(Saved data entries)
- - -
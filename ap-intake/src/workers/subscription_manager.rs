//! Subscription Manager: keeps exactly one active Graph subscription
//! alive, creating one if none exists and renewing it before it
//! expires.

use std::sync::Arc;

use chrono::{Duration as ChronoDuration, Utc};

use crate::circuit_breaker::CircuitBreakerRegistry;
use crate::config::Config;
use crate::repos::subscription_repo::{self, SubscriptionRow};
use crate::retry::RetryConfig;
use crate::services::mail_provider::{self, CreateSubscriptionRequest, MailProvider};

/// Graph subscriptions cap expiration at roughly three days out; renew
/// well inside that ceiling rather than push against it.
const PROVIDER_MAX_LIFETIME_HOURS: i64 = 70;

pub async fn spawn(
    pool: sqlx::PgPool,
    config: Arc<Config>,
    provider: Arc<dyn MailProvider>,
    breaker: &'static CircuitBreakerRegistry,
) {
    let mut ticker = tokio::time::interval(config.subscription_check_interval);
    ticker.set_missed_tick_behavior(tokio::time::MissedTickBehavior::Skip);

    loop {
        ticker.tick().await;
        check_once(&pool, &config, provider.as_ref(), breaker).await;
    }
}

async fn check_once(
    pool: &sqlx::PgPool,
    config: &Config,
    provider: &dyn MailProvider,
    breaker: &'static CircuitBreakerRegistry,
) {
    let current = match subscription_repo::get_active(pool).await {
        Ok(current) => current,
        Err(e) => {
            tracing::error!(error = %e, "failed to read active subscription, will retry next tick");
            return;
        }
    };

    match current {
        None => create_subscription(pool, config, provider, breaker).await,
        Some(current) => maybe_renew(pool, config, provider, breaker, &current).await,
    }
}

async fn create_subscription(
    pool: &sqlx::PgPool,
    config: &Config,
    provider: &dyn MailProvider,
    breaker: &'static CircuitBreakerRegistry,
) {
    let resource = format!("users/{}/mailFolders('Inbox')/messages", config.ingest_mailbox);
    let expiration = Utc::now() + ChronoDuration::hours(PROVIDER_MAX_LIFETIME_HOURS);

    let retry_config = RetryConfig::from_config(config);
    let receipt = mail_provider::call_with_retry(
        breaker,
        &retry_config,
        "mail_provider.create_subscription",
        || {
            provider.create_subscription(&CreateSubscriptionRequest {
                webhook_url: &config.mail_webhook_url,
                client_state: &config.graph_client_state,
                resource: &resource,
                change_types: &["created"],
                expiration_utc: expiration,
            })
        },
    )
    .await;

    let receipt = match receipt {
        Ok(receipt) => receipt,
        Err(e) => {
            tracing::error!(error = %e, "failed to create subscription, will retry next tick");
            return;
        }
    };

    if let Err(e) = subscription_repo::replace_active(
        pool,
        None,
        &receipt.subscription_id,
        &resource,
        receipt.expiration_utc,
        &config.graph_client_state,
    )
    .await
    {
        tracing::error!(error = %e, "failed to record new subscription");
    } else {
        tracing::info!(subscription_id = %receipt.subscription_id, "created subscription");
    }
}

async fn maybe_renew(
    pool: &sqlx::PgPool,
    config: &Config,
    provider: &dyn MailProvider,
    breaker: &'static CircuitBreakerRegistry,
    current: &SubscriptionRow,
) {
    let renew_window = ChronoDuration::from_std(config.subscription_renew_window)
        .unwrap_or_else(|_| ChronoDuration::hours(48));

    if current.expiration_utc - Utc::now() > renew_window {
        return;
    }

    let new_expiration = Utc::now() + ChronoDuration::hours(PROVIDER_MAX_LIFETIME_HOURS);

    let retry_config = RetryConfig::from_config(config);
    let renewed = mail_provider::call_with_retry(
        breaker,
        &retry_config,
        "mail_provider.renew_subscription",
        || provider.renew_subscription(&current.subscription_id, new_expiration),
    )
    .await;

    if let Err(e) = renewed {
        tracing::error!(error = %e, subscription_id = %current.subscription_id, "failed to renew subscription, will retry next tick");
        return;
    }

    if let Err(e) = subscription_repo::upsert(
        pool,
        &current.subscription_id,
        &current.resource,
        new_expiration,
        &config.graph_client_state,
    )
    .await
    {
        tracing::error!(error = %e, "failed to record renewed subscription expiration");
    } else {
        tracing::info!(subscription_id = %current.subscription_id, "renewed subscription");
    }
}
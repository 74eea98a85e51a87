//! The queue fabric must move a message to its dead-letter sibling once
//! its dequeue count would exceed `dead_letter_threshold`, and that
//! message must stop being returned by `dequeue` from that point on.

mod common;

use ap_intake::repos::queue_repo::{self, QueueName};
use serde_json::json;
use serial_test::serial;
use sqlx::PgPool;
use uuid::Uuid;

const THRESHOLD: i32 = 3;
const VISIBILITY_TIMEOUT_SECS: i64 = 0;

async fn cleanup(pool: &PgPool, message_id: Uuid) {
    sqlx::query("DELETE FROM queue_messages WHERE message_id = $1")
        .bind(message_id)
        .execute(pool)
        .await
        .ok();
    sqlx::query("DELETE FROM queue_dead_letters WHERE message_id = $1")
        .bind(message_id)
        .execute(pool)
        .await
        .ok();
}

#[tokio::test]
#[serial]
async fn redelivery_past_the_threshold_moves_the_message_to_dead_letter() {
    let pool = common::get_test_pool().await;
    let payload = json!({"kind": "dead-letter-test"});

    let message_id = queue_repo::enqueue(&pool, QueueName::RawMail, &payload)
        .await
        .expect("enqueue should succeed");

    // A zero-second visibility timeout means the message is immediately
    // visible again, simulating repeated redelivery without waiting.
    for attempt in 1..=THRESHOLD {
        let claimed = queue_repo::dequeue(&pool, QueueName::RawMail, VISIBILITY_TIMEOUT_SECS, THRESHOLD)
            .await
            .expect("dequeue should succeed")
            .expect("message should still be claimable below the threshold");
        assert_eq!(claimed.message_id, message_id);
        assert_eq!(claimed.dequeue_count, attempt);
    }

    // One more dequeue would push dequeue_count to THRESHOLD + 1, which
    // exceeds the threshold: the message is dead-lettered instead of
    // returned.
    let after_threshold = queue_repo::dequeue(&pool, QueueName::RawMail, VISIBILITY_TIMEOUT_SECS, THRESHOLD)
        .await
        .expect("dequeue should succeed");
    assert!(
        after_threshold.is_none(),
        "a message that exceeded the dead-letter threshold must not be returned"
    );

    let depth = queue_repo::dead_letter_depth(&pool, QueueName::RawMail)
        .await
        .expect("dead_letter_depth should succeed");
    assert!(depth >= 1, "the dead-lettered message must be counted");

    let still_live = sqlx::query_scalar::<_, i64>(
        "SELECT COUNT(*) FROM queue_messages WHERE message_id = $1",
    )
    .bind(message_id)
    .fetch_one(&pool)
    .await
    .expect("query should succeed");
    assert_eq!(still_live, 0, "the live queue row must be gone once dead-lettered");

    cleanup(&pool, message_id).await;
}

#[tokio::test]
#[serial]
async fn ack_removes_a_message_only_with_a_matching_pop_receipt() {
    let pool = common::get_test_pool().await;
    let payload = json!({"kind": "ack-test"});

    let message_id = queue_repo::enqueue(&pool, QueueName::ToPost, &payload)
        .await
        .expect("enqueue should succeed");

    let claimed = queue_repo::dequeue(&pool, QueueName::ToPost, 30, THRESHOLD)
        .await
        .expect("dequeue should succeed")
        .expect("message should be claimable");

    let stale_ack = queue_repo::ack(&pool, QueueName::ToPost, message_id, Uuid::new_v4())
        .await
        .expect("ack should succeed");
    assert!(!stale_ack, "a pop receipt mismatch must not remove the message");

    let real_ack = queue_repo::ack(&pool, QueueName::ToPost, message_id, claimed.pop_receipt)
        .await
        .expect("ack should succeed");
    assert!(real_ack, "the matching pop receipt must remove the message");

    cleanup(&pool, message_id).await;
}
- - -
WORK TO BE COMPLETED — Scan the data above for the word "sqlx". Copy every line in which it is found.

SOLUTION FOR THIS EXERCISE —
    pool: sqlx::PgPool,
    pool: &sqlx::PgPool,
    pool: &sqlx::PgPool,
    pool: &sqlx::PgPool,
use sqlx::PgPool;
    sqlx::query("DELETE FROM queue_messages WHERE message_id = $1")
    sqlx::query("DELETE FROM queue_dead_letters WHERE message_id = $1")
    let still_live = sqlx::query_scalar::<_, i64>(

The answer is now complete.